What is being asked:
For the word "disconnected", return each line of the data in which it occurs.

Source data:
____
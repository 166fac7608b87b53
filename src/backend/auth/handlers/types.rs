/**
 * Authentication Handler Types
 *
 * Request and response bodies for the login, logout and refresh handlers.
 */

use chrono::{DateTime, Utc};
use serde::{Deserialize, Serialize};

use crate::backend::auth::authenticator::Session;

/// Login request
///
/// Missing fields decode as empty strings and are rejected with 400 by the
/// handler.
#[derive(Deserialize, Serialize, Debug, Default)]
pub struct LoginRequest {
    #[serde(default)]
    pub user_id: String,
    #[serde(default)]
    pub password: String,
}

/// Session response
///
/// Returned by login and refresh. The same token is also set as the session
/// cookie.
#[derive(Serialize, Deserialize, Debug, Clone, PartialEq, Eq)]
pub struct SessionResponse {
    pub user_id: String,
    pub token: String,
    pub expires_at: DateTime<Utc>,
}

impl From<Session> for SessionResponse {
    fn from(session: Session) -> Self {
        Self {
            user_id: session.user_id,
            token: session.token,
            expires_at: session.expires_at,
        }
    }
}
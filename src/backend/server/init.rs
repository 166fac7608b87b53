/**
 * Server Initialization
 *
 * Builds the application state and router from a loaded configuration.
 *
 * # Initialization Process
 *
 * 1. Open the PostgreSQL pool if `DATABASE_URL` is set
 * 2. Wire PostgreSQL or in-memory collaborators accordingly
 * 3. Start the expired-session sweeper
 * 4. Build `AppState` (authenticator, gateway, collaborators)
 * 5. Create the router
 *
 * A missing or unreachable database does not stop startup; the server runs
 * on in-memory collaborators and says so in the log.
 */

use axum::Router;

use crate::backend::routes::router::create_router;
use crate::backend::server::config::{load_database, GatewayConfig};
use crate::backend::server::state::AppState;
use crate::backend::store::{spawn_session_sweeper, Collaborators};

/// Build the state for `config`, connecting to the database if configured
pub async fn build_state(config: GatewayConfig) -> AppState {
    let collaborators = match load_database(&config).await {
        Some(pool) => Collaborators::postgres(pool),
        None => Collaborators::in_memory(),
    };
    spawn_session_sweeper(collaborators.sessions.clone(), config.session_sweep_interval);

    AppState::new(config, collaborators)
}

/// Create and configure the Axum application
pub async fn create_app(config: GatewayConfig) -> Router<()> {
    tracing::info!("[Server] Initializing gateway");

    let app_state = build_state(config).await;
    tracing::info!(
        "[Server] Membership policy {:?}, handshake timeout {:?}",
        app_state.gateway.policy,
        app_state.gateway.handshake_timeout
    );

    create_router(app_state)
}
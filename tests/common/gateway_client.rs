//! Scripted gateway client
//!
//! Runs a real `ConnectionSession` in a task, feeding it frames from a
//! channel and exposing its outbound queue, so gateway scenarios can be
//! played without a socket.

use std::time::Duration;
use tokio::sync::mpsc;
use tokio::task::JoinHandle;

use threadline::backend::error::BackendError;
use threadline::backend::gateway::{
    ConnectionSession, GatewayContext, InboundFrame, Outbound, SessionOutcome,
};
use threadline::shared::{ChatRequest, Envelope, EnvelopeKind, MessagePayload};

const RECV_TIMEOUT: Duration = Duration::from_secs(5);

pub struct ScriptedClient {
    pub user_id: String,
    input: mpsc::UnboundedSender<Result<InboundFrame, BackendError>>,
    output: mpsc::Receiver<Outbound>,
    task: JoinHandle<SessionOutcome>,
}

impl ScriptedClient {
    pub fn connect(gateway: &GatewayContext, user_id: &str) -> Self {
        let (handle, output) = gateway.open(user_id);
        let (input, rx) = mpsc::unbounded_channel();
        let inbound = futures_util::stream::unfold(rx, |mut rx| async move {
            rx.recv().await.map(|item| (item, rx))
        });
        let task = tokio::spawn(ConnectionSession::new(gateway.clone(), handle).run(inbound));

        Self {
            user_id: user_id.to_string(),
            input,
            output,
            task,
        }
    }

    pub fn send(&self, frame: &str) {
        let _ = self.input.send(Ok(InboundFrame::Text(frame.to_string())));
    }

    pub fn send_setup(&self, thread_id: &str) {
        self.send(&Envelope::setup(thread_id).encode().expect("encode setup"));
    }

    pub fn send_chat(&self, text: &str, grade: i32) {
        let envelope = Envelope::chat(&ChatRequest::new(text, grade)).expect("chat envelope");
        self.send(&envelope.encode().expect("encode chat"));
    }

    /// Send `setup` and wait for the welcome notice
    pub async fn join(&mut self, thread_id: &str) -> String {
        self.send_setup(thread_id);
        self.expect_notice().await
    }

    pub async fn recv(&mut self) -> Option<Outbound> {
        tokio::time::timeout(RECV_TIMEOUT, self.output.recv())
            .await
            .unwrap_or_else(|_| panic!("{}: nothing received in time", self.user_id))
    }

    pub async fn expect_envelope(&mut self) -> Envelope {
        match self.recv().await {
            Some(Outbound::Frame(frame)) => Envelope::decode(&frame).expect("valid envelope"),
            other => panic!("{}: expected a frame, got {:?}", self.user_id, other),
        }
    }

    pub async fn expect_notice(&mut self) -> String {
        let envelope = self.expect_envelope().await;
        assert!(envelope.is(EnvelopeKind::Notice), "expected notice, got {:?}", envelope);
        envelope.data
    }

    pub async fn expect_message(&mut self) -> MessagePayload {
        let envelope = self.expect_envelope().await;
        envelope.message_payload().expect("message payload")
    }

    pub async fn expect_close(&mut self) -> String {
        match self.recv().await {
            Some(Outbound::Close(reason)) => reason,
            other => panic!("{}: expected close, got {:?}", self.user_id, other),
        }
    }

    /// Nothing is queued right now
    pub fn assert_idle(&mut self) {
        assert!(
            self.output.try_recv().is_err(),
            "{}: unexpected outbound frame",
            self.user_id
        );
    }

    pub fn send_close(&self) {
        let _ = self.input.send(Ok(InboundFrame::Close));
    }

    /// Peer sends a close frame; returns how the session ended
    pub async fn hang_up(self) -> SessionOutcome {
        self.send_close();
        self.finish().await
    }

    /// Wait for the session task to end on its own
    pub async fn finish(self) -> SessionOutcome {
        tokio::time::timeout(RECV_TIMEOUT, self.task)
            .await
            .expect("session did not end in time")
            .expect("session task panicked")
    }
}
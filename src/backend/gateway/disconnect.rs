/**
 * Disconnect Handler
 *
 * Tears one connection down: a best-effort close frame carrying the cause
 * (or the farewell text on a clean close), cancellation of the connection's
 * tasks, and release of its registry entry. Safe to run more than once and
 * safe to run for a connection that was displaced by a newer one; the
 * successor's entry is never touched.
 */

use crate::backend::error::BackendError;
use crate::backend::gateway::registry::{ConnectionHandle, ConnectionRegistry};

/// Close reason for a connection that ended without an error
pub const FAREWELL: &str = "websocket connection closed";

pub fn close_reason(cause: Option<&BackendError>) -> String {
    match cause {
        Some(err) => err.message(),
        None => FAREWELL.to_string(),
    }
}

/// Returns whether this call removed the registry entry
pub async fn disconnect(
    registry: &ConnectionRegistry,
    handle: &ConnectionHandle,
    cause: Option<&BackendError>,
) -> bool {
    match cause {
        Some(err) => tracing::info!("[Gateway] {} disconnected: {}", handle.user_id(), err),
        None => tracing::info!("[Gateway] {}: client disconnected", handle.user_id()),
    }

    handle.close(close_reason(cause));
    registry.release(handle).await
}
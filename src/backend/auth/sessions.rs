/**
 * Session Tokens
 *
 * HS256 JWT minting and verification. A token carries the user id (`sub`),
 * a random `jti` so two logins never mint the same string, and `iat`/`exp`.
 *
 * Verification checks the signature and the `exp` claim with zero leeway.
 * Whether a signed, unexpired token is still trusted is decided by the
 * session store, see `authenticator`.
 */

use chrono::{DateTime, Utc};
use jsonwebtoken::{
    decode, encode, errors::ErrorKind, Algorithm, DecodingKey, EncodingKey, Header, Validation,
};
use serde::{Deserialize, Serialize};
use std::time::Duration;

use crate::backend::error::{BackendError, BackendResult};

/// JWT claims structure
#[derive(Debug, Clone, Serialize, Deserialize, PartialEq, Eq)]
pub struct Claims {
    /// User ID
    pub sub: String,
    /// Unique token id
    pub jti: String,
    /// Issued at (Unix timestamp)
    pub iat: i64,
    /// Expiration time (Unix timestamp)
    pub exp: i64,
}

/// Signs and verifies session tokens with a shared secret
#[derive(Clone)]
pub struct TokenSigner {
    encoding: EncodingKey,
    decoding: DecodingKey,
    validation: Validation,
    validity: Duration,
}

impl TokenSigner {
    pub fn new(secret: &str, validity: Duration) -> Self {
        let mut validation = Validation::new(Algorithm::HS256);
        validation.leeway = 0;
        validation.set_required_spec_claims(&["exp", "sub"]);

        Self {
            encoding: EncodingKey::from_secret(secret.as_bytes()),
            decoding: DecodingKey::from_secret(secret.as_bytes()),
            validation,
            validity,
        }
    }

    pub fn validity(&self) -> Duration {
        self.validity
    }

    /// Mint a token for `user_id`, returning it with its expiry instant
    pub fn sign(&self, user_id: &str) -> BackendResult<(String, DateTime<Utc>)> {
        let now = Utc::now();
        let validity = chrono::Duration::from_std(self.validity)
            .map_err(|e| BackendError::authentication(format!("invalid token validity: {}", e)))?;
        let expires_at = now + validity;

        let claims = Claims {
            sub: user_id.to_string(),
            jti: uuid::Uuid::new_v4().to_string(),
            iat: now.timestamp(),
            exp: expires_at.timestamp(),
        };

        let token = encode(&Header::new(Algorithm::HS256), &claims, &self.encoding)
            .map_err(|e| BackendError::authentication(format!("failed to sign token: {}", e)))?;

        Ok((token, expires_at))
    }

    /// Verify signature and expiry, returning the claims
    pub fn verify(&self, token: &str) -> BackendResult<Claims> {
        decode::<Claims>(token, &self.decoding, &self.validation)
            .map(|data| data.claims)
            .map_err(|e| match e.kind() {
                ErrorKind::ExpiredSignature => BackendError::authentication("token expired"),
                ErrorKind::InvalidSignature => BackendError::authentication("invalid token signature"),
                _ => BackendError::authentication(format!("invalid token: {}", e)),
            })
    }
}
____
Solution to the problem:
        Some(err) => tracing::info!("[Gateway] {} disconnected: {}", handle.user_id(), err),
        None => tracing::info!("[Gateway] {}: client disconnected", handle.user_id()),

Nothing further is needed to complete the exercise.